> [ACTION ITEM]: Which lines of the entries hold the string "impl"? Copy each one.
Top of MATERIAL FOR THIS TASK
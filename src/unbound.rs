//! Unbound local-data zone store.
//!
//! The zone file is an ordered sequence of lines; dns-ha owns exactly the
//! lines of the form `local-data: "HOSTNAME TTL FAMILY ADDRESS"` for its
//! managed hostnames and preserves everything else byte for byte.
//! Reconciliation diffs the desired records against the file, rewrites it
//! atomically (temp file + rename) and runs unbound's own config checker
//! before a reload is allowed.

use std::collections::HashSet;
use std::fs::{File, OpenOptions, Permissions};
use std::io::{ErrorKind, Write};
use std::os::unix::fs::PermissionsExt;
use std::path::{Path, PathBuf};
use tempfile::NamedTempFile;
use tokio::process::Command;
use tracing::{error, warn};

use crate::error::DnsHaError;
use crate::metrics;
use crate::record::DnsRecord;

const VALIDATOR_COMMAND: &str = "unbound-checkconf";
const ZONE_FILE_MODE: u32 = 0o640;

/// The managed local-data file of an unbound instance.
pub struct ZoneFile {
    path: PathBuf,
    validator: String,
}

impl ZoneFile {
    /// Open the zone file at `path`, creating it when `create_file` is set.
    ///
    /// Fails when the file is missing and may not be created, or when it
    /// exists but is not writable.
    pub fn new(path: impl Into<PathBuf>, create_file: bool) -> Result<Self, DnsHaError> {
        Self::with_validator(path, create_file, VALIDATOR_COMMAND)
    }

    /// Like [`ZoneFile::new`], with a custom validator command.
    pub fn with_validator(
        path: impl Into<PathBuf>,
        create_file: bool,
        validator: &str,
    ) -> Result<Self, DnsHaError> {
        let path = path.into();

        if path.try_exists()? {
            // Probe writability up front instead of failing mid-tick.
            OpenOptions::new().append(true).open(&path).map_err(|_| {
                DnsHaError::Config(format!("zone file {} is not writable", path.display()))
            })?;
        } else if create_file {
            let file = File::create(&path)?;
            file.set_permissions(Permissions::from_mode(ZONE_FILE_MODE))?;
        } else {
            return Err(DnsHaError::Config(format!(
                "zone file {} does not exist and create_file is false",
                path.display()
            )));
        }

        Ok(Self {
            path,
            validator: validator.to_string(),
        })
    }

    /// Make the file's owned lines for `hostname` match `desired`.
    ///
    /// Returns `Ok(true)` when the file changed and passed validation;
    /// `Ok(false)` when nothing had to change, or when the rewritten file
    /// failed validation (in which case it is left in place for the next
    /// tick to converge on).
    pub async fn reconcile(
        &self,
        hostname: &str,
        desired: &[DnsRecord],
    ) -> Result<bool, DnsHaError> {
        let lines = self.read_lines()?;
        let desired_lines: Vec<String> = desired
            .iter()
            .map(|record| record_line(hostname, record))
            .collect();

        let Some(updated) = apply_records(lines, hostname, &desired_lines) else {
            return Ok(false);
        };

        self.write_atomic(&updated)?;

        if let Err(err) = self.validate().await {
            metrics::record_error(hostname, "dns_invalid_config");
            error!(hostname, %err, "updated unbound config failed validation");
            return Ok(false);
        }

        Ok(true)
    }

    fn read_lines(&self) -> Result<Vec<String>, DnsHaError> {
        let content = match std::fs::read_to_string(&self.path) {
            Ok(content) => content,
            Err(err) if err.kind() == ErrorKind::NotFound => return Ok(Vec::new()),
            Err(err) => return Err(err.into()),
        };

        let trimmed = content.trim_end();
        if trimmed.is_empty() {
            return Ok(Vec::new());
        }
        Ok(trimmed.split('\n').map(str::to_string).collect())
    }

    fn write_atomic(&self, lines: &[String]) -> Result<(), DnsHaError> {
        let dir = self.path.parent().unwrap_or_else(|| Path::new("."));
        let mut tmp = NamedTempFile::new_in(dir)?;
        tmp.write_all(lines.join("\n").as_bytes())?;
        tmp.as_file()
            .set_permissions(Permissions::from_mode(ZONE_FILE_MODE))?;
        tmp.persist(&self.path).map_err(|err| err.error)?;
        Ok(())
    }

    async fn validate(&self) -> Result<(), DnsHaError> {
        let status = Command::new(&self.validator).status().await?;
        if !status.success() {
            return Err(DnsHaError::Validation(format!(
                "{} exited with {status}",
                self.validator
            )));
        }
        Ok(())
    }
}

/// The canonical zone line for a record.
fn record_line(hostname: &str, record: &DnsRecord) -> String {
    format!(
        "local-data: \"{} {} {} {}\"",
        hostname, record.ttl, record.family, record.address
    )
}

/// Diff `lines` against `desired` for `hostname`.
///
/// Returns the updated line sequence, or `None` when the file already
/// matches. Owned lines that are not desired are removed (including
/// duplicate occurrences of a desired line); missing desired lines are
/// inserted immediately before the last surviving desired line, or appended
/// when none survived.
fn apply_records(
    mut lines: Vec<String>,
    hostname: &str,
    desired: &[String],
) -> Option<Vec<String>> {
    let prefix = format!("local-data: \"{hostname} ");

    let mut present: Vec<Option<usize>> = vec![None; desired.len()];
    let mut stale: Vec<usize> = Vec::new();
    for (index, line) in lines.iter().enumerate() {
        if !line.starts_with(&prefix) {
            continue;
        }
        match desired.iter().position(|want| want == line) {
            Some(slot) if present[slot].is_none() => present[slot] = Some(index),
            _ => stale.push(index),
        }
    }

    let missing: Vec<String> = desired
        .iter()
        .zip(&present)
        .filter(|(_, found)| found.is_none())
        .map(|(line, _)| line.clone())
        .collect();

    if missing.is_empty() && stale.is_empty() {
        return None;
    }

    // Where the last surviving desired line will sit after removal.
    let anchor = present
        .iter()
        .flatten()
        .max()
        .map(|&index| index - stale.iter().filter(|&&removed| removed < index).count());

    if !stale.is_empty() {
        warn!(hostname, n = stale.len(), "removing stale records");
        let stale: HashSet<usize> = stale.into_iter().collect();
        lines = lines
            .into_iter()
            .enumerate()
            .filter(|(index, _)| !stale.contains(index))
            .map(|(_, line)| line)
            .collect();
    }

    match anchor {
        Some(at) => {
            lines.splice(at..at, missing);
        }
        None => lines.extend(missing),
    }

    Some(lines)
}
Bottom of MATERIAL FOR THIS TASK
> [PROBLEM SOLUTION]:
impl ZoneFile {
    pub fn new(path: impl Into<PathBuf>, create_file: bool) -> Result<Self, DnsHaError> {
        path: impl Into<PathBuf>,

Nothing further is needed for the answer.